Material to process:
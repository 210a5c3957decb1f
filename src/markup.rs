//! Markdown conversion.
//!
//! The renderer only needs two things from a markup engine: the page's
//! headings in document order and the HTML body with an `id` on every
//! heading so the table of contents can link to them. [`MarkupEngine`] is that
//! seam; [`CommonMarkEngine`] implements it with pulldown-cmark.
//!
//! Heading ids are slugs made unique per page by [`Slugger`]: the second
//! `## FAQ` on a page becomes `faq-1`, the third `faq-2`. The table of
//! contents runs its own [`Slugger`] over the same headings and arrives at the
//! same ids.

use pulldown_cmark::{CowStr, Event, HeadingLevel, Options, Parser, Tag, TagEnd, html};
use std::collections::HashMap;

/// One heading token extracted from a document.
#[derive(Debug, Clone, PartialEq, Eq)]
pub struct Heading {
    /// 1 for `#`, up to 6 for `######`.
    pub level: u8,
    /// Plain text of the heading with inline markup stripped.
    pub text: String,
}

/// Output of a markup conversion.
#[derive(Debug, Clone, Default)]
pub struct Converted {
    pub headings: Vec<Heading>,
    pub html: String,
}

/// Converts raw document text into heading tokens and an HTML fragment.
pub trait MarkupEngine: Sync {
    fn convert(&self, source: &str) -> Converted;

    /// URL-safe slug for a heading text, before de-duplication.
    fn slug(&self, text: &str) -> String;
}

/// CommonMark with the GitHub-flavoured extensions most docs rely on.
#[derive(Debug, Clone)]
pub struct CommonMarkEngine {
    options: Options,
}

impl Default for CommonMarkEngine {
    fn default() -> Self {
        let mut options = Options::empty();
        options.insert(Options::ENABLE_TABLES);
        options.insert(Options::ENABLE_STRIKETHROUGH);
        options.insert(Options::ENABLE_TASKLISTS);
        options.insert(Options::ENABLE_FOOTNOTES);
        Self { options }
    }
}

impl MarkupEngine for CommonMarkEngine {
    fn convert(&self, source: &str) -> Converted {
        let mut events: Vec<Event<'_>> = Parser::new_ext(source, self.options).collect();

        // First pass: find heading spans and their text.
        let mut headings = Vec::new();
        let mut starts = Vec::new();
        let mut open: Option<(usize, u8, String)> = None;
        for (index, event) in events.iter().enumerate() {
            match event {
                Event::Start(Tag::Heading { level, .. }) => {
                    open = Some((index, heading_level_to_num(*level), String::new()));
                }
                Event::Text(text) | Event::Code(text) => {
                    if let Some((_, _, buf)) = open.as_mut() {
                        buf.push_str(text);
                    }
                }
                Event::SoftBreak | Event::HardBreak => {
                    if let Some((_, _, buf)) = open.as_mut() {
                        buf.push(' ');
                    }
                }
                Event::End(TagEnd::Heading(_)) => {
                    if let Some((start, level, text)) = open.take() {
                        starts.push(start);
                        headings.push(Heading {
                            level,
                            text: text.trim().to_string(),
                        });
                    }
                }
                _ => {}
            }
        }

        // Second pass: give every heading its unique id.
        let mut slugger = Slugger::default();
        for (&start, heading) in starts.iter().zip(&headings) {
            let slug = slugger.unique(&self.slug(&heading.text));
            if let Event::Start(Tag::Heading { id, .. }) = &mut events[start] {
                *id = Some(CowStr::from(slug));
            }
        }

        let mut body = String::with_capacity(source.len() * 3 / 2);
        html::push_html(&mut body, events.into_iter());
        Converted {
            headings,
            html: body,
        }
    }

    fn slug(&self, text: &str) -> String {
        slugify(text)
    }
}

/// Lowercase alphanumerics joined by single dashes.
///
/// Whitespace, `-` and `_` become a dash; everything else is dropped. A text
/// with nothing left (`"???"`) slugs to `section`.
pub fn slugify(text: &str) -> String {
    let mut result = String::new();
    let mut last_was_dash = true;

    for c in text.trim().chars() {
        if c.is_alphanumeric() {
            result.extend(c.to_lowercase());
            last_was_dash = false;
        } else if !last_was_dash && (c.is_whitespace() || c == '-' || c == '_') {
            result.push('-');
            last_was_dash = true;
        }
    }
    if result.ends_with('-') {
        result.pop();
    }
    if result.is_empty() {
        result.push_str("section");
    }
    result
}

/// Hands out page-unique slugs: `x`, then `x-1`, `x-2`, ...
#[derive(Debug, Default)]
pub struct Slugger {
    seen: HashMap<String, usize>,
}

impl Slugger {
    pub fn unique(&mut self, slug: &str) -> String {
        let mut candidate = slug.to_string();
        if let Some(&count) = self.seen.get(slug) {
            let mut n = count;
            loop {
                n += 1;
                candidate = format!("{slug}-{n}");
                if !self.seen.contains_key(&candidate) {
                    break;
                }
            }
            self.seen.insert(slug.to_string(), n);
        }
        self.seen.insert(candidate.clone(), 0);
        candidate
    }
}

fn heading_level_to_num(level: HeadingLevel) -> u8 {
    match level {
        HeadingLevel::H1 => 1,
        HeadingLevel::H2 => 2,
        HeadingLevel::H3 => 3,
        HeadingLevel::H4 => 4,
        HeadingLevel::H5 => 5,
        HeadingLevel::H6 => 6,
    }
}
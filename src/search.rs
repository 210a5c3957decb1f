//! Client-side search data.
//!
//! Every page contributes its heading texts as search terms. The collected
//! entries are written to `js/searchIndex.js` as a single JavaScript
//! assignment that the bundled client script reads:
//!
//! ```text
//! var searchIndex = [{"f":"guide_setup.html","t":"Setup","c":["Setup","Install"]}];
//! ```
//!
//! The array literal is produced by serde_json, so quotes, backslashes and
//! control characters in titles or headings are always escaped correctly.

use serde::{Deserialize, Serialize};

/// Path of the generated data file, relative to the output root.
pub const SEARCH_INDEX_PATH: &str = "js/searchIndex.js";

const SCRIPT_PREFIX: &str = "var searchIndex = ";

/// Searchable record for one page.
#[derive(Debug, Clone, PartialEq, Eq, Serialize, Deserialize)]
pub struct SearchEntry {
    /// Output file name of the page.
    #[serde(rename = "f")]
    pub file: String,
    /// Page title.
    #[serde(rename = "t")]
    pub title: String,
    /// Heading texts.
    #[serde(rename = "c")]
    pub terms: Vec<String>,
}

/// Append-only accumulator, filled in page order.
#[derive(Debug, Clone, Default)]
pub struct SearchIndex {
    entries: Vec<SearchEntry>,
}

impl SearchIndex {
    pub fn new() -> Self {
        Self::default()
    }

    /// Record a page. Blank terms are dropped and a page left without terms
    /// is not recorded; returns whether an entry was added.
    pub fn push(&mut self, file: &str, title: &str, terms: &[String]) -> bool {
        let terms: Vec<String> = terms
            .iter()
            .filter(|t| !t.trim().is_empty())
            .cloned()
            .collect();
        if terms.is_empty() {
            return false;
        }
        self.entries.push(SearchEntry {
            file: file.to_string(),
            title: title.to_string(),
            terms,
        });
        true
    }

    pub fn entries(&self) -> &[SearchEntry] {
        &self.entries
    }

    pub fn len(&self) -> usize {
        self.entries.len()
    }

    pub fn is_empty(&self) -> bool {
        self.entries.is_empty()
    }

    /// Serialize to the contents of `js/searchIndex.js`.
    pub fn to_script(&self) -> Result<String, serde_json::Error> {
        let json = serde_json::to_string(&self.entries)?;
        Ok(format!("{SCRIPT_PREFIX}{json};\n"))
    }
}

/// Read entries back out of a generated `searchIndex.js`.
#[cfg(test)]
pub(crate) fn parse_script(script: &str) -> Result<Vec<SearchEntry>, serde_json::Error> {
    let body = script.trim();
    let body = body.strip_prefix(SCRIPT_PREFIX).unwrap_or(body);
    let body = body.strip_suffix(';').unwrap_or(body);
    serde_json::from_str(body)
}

Activity:
For the string "SearchEntry", search the preceding data and copy every line that includes it.

Task output:
pub struct SearchEntry {
    entries: Vec<SearchEntry>,
        self.entries.push(SearchEntry {
    pub fn entries(&self) -> &[SearchEntry] {
pub(crate) fn parse_script(script: &str) -> Result<Vec<SearchEntry>, serde_json::Error> {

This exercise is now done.